**DIRECTIONS:** Retype, word for word, every line from the one holding "the configured rules" through the one holding "pub fn load_or_default(path: impl" in the entries below, both included, and only those lines.

START TASK INPUTS

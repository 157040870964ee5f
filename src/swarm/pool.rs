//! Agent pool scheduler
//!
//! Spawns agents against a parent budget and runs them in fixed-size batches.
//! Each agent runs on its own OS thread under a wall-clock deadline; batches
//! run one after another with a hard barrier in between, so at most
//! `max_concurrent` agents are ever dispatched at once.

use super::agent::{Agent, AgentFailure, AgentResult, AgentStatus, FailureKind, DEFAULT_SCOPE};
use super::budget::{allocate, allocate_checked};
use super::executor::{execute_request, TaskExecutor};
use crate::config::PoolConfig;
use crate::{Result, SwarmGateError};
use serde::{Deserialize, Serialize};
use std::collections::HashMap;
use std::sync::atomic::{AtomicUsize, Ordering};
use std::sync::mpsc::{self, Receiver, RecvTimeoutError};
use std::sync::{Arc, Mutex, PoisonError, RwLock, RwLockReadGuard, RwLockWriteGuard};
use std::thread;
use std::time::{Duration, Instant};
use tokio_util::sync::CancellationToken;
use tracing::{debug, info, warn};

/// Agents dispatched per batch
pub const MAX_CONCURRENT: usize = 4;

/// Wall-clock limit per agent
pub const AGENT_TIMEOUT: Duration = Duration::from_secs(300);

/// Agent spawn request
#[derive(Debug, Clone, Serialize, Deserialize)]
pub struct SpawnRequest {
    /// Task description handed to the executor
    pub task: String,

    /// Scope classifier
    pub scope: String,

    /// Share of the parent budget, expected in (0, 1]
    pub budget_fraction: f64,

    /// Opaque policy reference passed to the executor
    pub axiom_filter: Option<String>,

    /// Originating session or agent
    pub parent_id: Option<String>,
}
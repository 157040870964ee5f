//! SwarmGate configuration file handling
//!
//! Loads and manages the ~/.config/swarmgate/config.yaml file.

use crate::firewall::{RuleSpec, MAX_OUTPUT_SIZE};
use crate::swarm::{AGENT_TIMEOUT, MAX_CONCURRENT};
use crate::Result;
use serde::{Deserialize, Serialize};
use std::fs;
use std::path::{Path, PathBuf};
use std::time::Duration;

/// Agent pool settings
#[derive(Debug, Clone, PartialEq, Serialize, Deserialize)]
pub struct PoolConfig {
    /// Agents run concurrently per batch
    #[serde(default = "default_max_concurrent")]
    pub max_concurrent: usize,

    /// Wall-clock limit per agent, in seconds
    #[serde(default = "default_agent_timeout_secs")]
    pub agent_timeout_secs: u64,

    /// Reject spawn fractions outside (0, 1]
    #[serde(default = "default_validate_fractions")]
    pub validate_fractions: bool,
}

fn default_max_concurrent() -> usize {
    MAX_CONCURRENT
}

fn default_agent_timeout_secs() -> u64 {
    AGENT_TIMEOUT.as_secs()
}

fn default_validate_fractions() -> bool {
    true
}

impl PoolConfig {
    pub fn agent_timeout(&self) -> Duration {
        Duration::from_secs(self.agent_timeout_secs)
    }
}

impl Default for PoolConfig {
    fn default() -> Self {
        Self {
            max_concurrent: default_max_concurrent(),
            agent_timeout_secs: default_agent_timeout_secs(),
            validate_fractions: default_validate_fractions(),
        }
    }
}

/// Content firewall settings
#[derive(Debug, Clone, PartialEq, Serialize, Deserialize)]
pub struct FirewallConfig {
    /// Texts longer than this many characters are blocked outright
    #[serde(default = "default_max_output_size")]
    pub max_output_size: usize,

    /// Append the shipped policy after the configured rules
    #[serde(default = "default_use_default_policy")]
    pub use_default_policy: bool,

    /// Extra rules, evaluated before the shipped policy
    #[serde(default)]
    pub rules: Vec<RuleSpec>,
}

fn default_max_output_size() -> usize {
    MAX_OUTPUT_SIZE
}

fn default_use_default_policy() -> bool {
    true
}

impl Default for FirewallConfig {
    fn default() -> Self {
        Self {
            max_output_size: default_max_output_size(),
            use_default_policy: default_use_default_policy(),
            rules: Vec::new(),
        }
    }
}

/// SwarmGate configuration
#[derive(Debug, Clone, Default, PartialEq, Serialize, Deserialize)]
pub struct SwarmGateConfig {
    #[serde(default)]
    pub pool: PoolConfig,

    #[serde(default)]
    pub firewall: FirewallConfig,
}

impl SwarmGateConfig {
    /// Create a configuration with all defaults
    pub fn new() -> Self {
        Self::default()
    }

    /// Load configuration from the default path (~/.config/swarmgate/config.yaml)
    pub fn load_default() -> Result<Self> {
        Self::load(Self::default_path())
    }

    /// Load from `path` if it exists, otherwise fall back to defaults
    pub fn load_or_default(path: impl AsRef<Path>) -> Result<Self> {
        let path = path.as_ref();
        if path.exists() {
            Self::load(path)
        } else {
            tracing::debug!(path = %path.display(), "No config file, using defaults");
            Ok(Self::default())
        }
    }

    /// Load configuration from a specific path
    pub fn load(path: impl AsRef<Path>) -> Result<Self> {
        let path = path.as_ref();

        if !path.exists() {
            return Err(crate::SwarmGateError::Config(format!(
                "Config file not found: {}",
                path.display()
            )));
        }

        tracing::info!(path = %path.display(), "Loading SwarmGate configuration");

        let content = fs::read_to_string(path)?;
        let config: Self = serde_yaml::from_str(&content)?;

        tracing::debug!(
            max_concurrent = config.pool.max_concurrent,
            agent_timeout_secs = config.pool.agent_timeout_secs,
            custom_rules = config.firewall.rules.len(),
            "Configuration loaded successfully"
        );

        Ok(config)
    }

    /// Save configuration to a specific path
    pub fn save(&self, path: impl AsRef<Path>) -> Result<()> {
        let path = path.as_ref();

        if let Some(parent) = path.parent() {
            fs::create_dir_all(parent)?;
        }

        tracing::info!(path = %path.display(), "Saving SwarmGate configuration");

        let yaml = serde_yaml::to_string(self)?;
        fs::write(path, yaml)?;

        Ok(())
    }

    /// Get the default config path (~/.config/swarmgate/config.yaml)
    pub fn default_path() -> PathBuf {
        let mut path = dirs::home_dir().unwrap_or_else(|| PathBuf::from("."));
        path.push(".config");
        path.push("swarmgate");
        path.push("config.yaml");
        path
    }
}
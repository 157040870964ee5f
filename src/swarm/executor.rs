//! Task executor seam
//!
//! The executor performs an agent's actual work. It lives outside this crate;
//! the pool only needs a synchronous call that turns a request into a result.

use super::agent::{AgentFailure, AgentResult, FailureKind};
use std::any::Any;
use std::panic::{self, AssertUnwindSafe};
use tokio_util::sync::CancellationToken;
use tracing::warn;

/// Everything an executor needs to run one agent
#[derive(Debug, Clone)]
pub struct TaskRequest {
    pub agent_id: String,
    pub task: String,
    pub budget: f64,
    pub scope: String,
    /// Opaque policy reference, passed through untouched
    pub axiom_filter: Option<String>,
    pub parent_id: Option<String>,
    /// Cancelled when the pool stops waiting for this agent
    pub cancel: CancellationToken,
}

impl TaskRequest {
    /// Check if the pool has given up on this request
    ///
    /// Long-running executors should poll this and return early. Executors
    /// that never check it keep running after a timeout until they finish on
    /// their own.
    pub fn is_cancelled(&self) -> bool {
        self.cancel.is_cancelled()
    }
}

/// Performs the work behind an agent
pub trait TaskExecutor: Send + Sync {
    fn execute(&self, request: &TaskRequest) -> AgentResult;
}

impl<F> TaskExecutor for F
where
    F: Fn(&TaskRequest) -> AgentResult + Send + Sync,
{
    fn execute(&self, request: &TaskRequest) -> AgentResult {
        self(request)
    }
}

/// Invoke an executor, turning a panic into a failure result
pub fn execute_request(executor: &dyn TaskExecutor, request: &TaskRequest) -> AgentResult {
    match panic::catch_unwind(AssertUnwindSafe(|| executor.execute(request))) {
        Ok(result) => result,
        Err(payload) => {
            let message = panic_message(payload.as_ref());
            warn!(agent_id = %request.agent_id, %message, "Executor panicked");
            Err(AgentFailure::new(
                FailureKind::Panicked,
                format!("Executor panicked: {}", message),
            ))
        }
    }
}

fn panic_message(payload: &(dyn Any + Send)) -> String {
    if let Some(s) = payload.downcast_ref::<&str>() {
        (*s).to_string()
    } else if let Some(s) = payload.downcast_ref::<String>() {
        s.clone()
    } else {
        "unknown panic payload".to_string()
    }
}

END TASK INPUTS

**YOUR SOLUTION:**
    /// Append the shipped policy after the configured rules
    #[serde(default = "default_use_default_policy")]
    pub use_default_policy: bool,

    /// Extra rules, evaluated before the shipped policy
    #[serde(default)]
    pub rules: Vec<RuleSpec>,
}

fn default_max_output_size() -> usize {
    MAX_OUTPUT_SIZE
}

fn default_use_default_policy() -> bool {
    true
}

impl Default for FirewallConfig {
    fn default() -> Self {
        Self {
            max_output_size: default_max_output_size(),
            use_default_policy: default_use_default_policy(),
            rules: Vec::new(),
        }
    }
}

/// SwarmGate configuration
#[derive(Debug, Clone, Default, PartialEq, Serialize, Deserialize)]
pub struct SwarmGateConfig {
    #[serde(default)]
    pub pool: PoolConfig,

    #[serde(default)]
    pub firewall: FirewallConfig,
}

impl SwarmGateConfig {
    /// Create a configuration with all defaults
    pub fn new() -> Self {
        Self::default()
    }

    /// Load configuration from the default path (~/.config/swarmgate/config.yaml)
    pub fn load_default() -> Result<Self> {
        Self::load(Self::default_path())
    }

    /// Load from `path` if it exists, otherwise fall back to defaults
    pub fn load_or_default(path: impl AsRef<Path>) -> Result<Self> {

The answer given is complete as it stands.